In developed nations, the idea of 'remoteness' is commonly linked to geographical or social factors such as distance from services, cultural barriers, and poor public health infrastructure. These features are of course common with international experience. However, there are characteristics to remoteness in the international context that developed countries, such as Australia and the United States, do not share to the same degree. In the developing country context, poverty and civil conflict are major determinants of remoteness. Based on the experiences of implementation of health development projects in Cambodia and The Philippines in the 1990s, this paper describes the character of remoteness in several developing country settings and assesses the impact of health system reform on the health of remote populations.
'Remoteness' in the international context
In the developed world, remoteness is commonly defined in terms of geographical or social isolation. The geographical isolation is associated with distance, sparsely distributed population and limited access due to road or climactic conditions. Vast distances of a desert continent such as Australia have been historically summarised in the phrase of 'tyranny of distance'. To a large extent, this tyranny has been overcome by technological innovations in the areas of transport and communications.
However, the persistent intractable health problems of indigenous people in remote Australia are more arguably related to problems of social and economic marginilisation rather than geographic distance.
In its recent analysis of poverty, the World Bank describes the 'multi-dimensional' character of poverty in developing countries. Poverty is determined by income, access to education and health services and exposure to political insecurity1. In the dimension of remote health in developing countries, poverty is often experienced as the inability to purchase or access basic health services and public health infrastructure. Persistent low incomes of rural dwellers limit purchasing power, particularly for catastrophic life events such as injury or obstetric emergency. However, poverty is not only a characteristic of the householder or of the ability to purchase health services. Poverty is also a characteristic of the capacity of local and national governments to fund basic health services. Low public sector investment in health exacerbates household poverty. It increases the requirement to purchase health services from unregulated local private providers or to expend social and economic cost on accessing services more distant form local villages in provincial or national capitals. Poverty of both household incomes and public health sector investment are major determinants of limited access to health services and resources in remote areas of the Philippines and Cambodia.

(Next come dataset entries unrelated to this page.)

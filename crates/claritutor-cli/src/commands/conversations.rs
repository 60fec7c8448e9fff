//! Saved conversation management.

use anyhow::Result;
use clap::Subcommand;
use tabled::{Table, Tabled};
use uuid::Uuid;

use claritutor_ai::personas;
use claritutor_core::config::RuntimeConfig;
use claritutor_storage::models::Role;

use super::helpers::{open_database, truncate_str, SIGN_IN_PROMPT};

#[derive(Subcommand, Debug)]
pub enum ConversationAction {
    /// List saved conversations
    List,
    /// Show a saved conversation transcript
    Show {
        /// Conversation id
        id: Uuid,
    },
    /// Delete a saved conversation
    Delete {
        /// Conversation id
        id: Uuid,
    },
}

#[derive(Tabled)]
struct ConversationRow {
    #[tabled(rename = "Id")]
    id: String,
    #[tabled(rename = "Title")]
    title: String,
    #[tabled(rename = "Tutor")]
    tutor: String,
    #[tabled(rename = "Tags")]
    tags: String,
    #[tabled(rename = "Updated")]
    updated: String,
}

/// Handle conversation commands
pub fn handle_conversation_command(
    config: &RuntimeConfig,
    action: ConversationAction,
) -> Result<()> {
    let Some(user_id) = config.user_id.as_deref() else {
        println!("{SIGN_IN_PROMPT}");
        return Ok(());
    };
    let db = open_database()?;

    match action {
        ConversationAction::List => {
            let conversations = db.list_conversations(user_id)?;
            if conversations.is_empty() {
                println!("No saved conversations.");
                return Ok(());
            }

            let rows: Vec<ConversationRow> = conversations
                .iter()
                .map(|c| ConversationRow {
                    id: c.id.to_string(),
                    title: truncate_str(&c.title, 32),
                    tutor: personas::find(&c.persona_id)
                        .map_or_else(|| c.persona_id.clone(), |p| p.name.to_string()),
                    tags: c.tags.join(", "),
                    updated: c.updated_at.format("%Y-%m-%d %H:%M").to_string(),
                })
                .collect();
            println!("{}", Table::new(rows));
        }
        ConversationAction::Show { id } => {
            let Some(conversation) = db.get_conversation(id, user_id)? else {
                println!("No saved conversation with that id.");
                return Ok(());
            };

            println!("{} [{}]", conversation.title, conversation.subject);
            if !conversation.tags.is_empty() {
                println!("tags: {}", conversation.tags.join(", "));
            }
            if let Some(summary) = &conversation.summary {
                println!("summary: {summary}");
            }
            println!();

            for message in db.get_conversation_messages(id)? {
                let speaker = match message.role {
                    Role::User => "You",
                    Role::Assistant => "Tutor",
                };
                println!("{speaker}: {}", message.content);
            }
        }
        ConversationAction::Delete { id } => {
            if db.delete_conversation(id, user_id)? {
                println!("Deleted.");
            } else {
                println!("No saved conversation with that id.");
            }
        }
    }

    Ok(())
}
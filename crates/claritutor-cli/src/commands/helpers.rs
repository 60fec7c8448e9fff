//! Shared helpers for command implementations.

use anyhow::{Context, Result};
use claritutor_ai::TutorService;
use claritutor_storage::Database;

/// Safely truncate a string to a maximum number of characters (not bytes).
/// This avoids panics when slicing multi-byte UTF-8 characters.
pub fn truncate_str(s: &str, max_chars: usize) -> String {
    let char_count = s.chars().count();
    if char_count > max_chars {
        let truncated: String = s.chars().take(max_chars).collect();
        format!("{truncated}...")
    } else {
        s.to_string()
    }
}

/// Format a duration in seconds as "1h 05m" / "12m 30s"
pub fn format_duration(total_seconds: u64) -> String {
    let hours = total_seconds / 3600;
    let minutes = (total_seconds % 3600) / 60;
    let seconds = total_seconds % 60;
    if hours > 0 {
        format!("{hours}h {minutes:02}m")
    } else if minutes > 0 {
        format!("{minutes}m {seconds:02}s")
    } else {
        format!("{seconds}s")
    }
}

/// Open the local database
pub fn open_database() -> Result<Database> {
    Database::new(None).context("Failed to open database")
}

/// Build the tutor service from the persisted AI configuration
pub fn tutor_service(db: &Database) -> Result<TutorService> {
    let config = db.get_ai_config()?;
    let service = TutorService::new(&config)?;
    Ok(service)
}

/// The standard sign-in prompt shown when persistence is requested without
/// an identity
pub const SIGN_IN_PROMPT: &str =
    "Please sign in to use this: set CLARITUTOR_USER or pass --user <id>.";

#[cfg(test)]
mod tests {
    use super::*;

    #[test]
    fn test_truncate_str_counts_chars() {
        assert_eq!(truncate_str("hello", 10), "hello");
        assert_eq!(truncate_str("hello world", 5), "hello...");
    }

    #[test]
    fn test_format_duration() {
        assert_eq!(format_duration(45), "45s");
        assert_eq!(format_duration(150), "2m 30s");
        assert_eq!(format_duration(3900), "1h 05m");
    }
}
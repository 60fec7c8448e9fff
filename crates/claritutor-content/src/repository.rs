//! Repository seam for content access, so callers can substitute fakes.

use async_trait::async_trait;
use thiserror::Error;

use crate::types::{ContentKind, ContentObject};

/// Content fetch failure. Not-found is never an error: the repository
/// operations return empty/absent results for missing objects.
#[derive(Debug, Error)]
pub enum ContentError {
    #[error("content API error ({status}): {body}")]
    Api { status: u16, body: String },

    #[error("content request failed: {0}")]
    Http(#[from] reqwest::Error),

    #[error("failed to decode content response: {0}")]
    Decode(#[from] serde_json::Error),
}

/// Read-only access to the content store
#[async_trait]
pub trait ContentRepository: Send + Sync {
    /// Fetch all objects of a kind. Empty when the kind has no objects.
    ///
    /// # Errors
    ///
    /// Returns an error on any failure other than not-found
    async fn find(&self, kind: ContentKind) -> Result<Vec<ContentObject>, ContentError>;

    /// Fetch a single object by slug. `None` when it does not exist.
    ///
    /// # Errors
    ///
    /// Returns an error on any failure other than not-found
    async fn find_one(
        &self,
        kind: ContentKind,
        slug: &str,
    ) -> Result<Option<ContentObject>, ContentError>;

    /// Fetch the study projects owned by a student
    ///
    /// # Errors
    ///
    /// Returns an error on any failure other than not-found
    async fn find_projects_by_student(
        &self,
        student_id: &str,
    ) -> Result<Vec<ContentObject>, ContentError>;
}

Surveys associated with health development projects in both countries indicated that the rural population's lack of capacity to pay for transport and medicines is the major reason for delayed referral to higher levels of care2,3. In the Philippines in 1997, only 3.5% of GNP was allocated to health. This is well below the WHO recommended 5% figure for developing countries. 46% of total health spending is out of pocket expenses4. In Cambodia, the government invested US$1 per person in 1998 and foreign donors US$5 per person. In contrast, $20 per person was expended from household payments5. A 1998 National health survey in Cambodia established a strong correlation between access to treatment and hospitalization and socioeconomic status6.
The other feature dominating the remote health perspective in these two countries is the problem of insecurity. The effectiveness of health systems is determined by a multiplicity of complementary layers of services that is commonly referred to as a health referral system7. Health referral system functions are characterised by ability to move and communicate between layers of service and hence across geographical regions. Transport and communications are the fundamental enabling technologies of health referral systems. It is the ability to move between layers of services that enables the providers to provide coverage and communities to access appropriate level of service. It is this 'ability to move' that is compromised in insecure regions of remote Cambodia and the Philippines.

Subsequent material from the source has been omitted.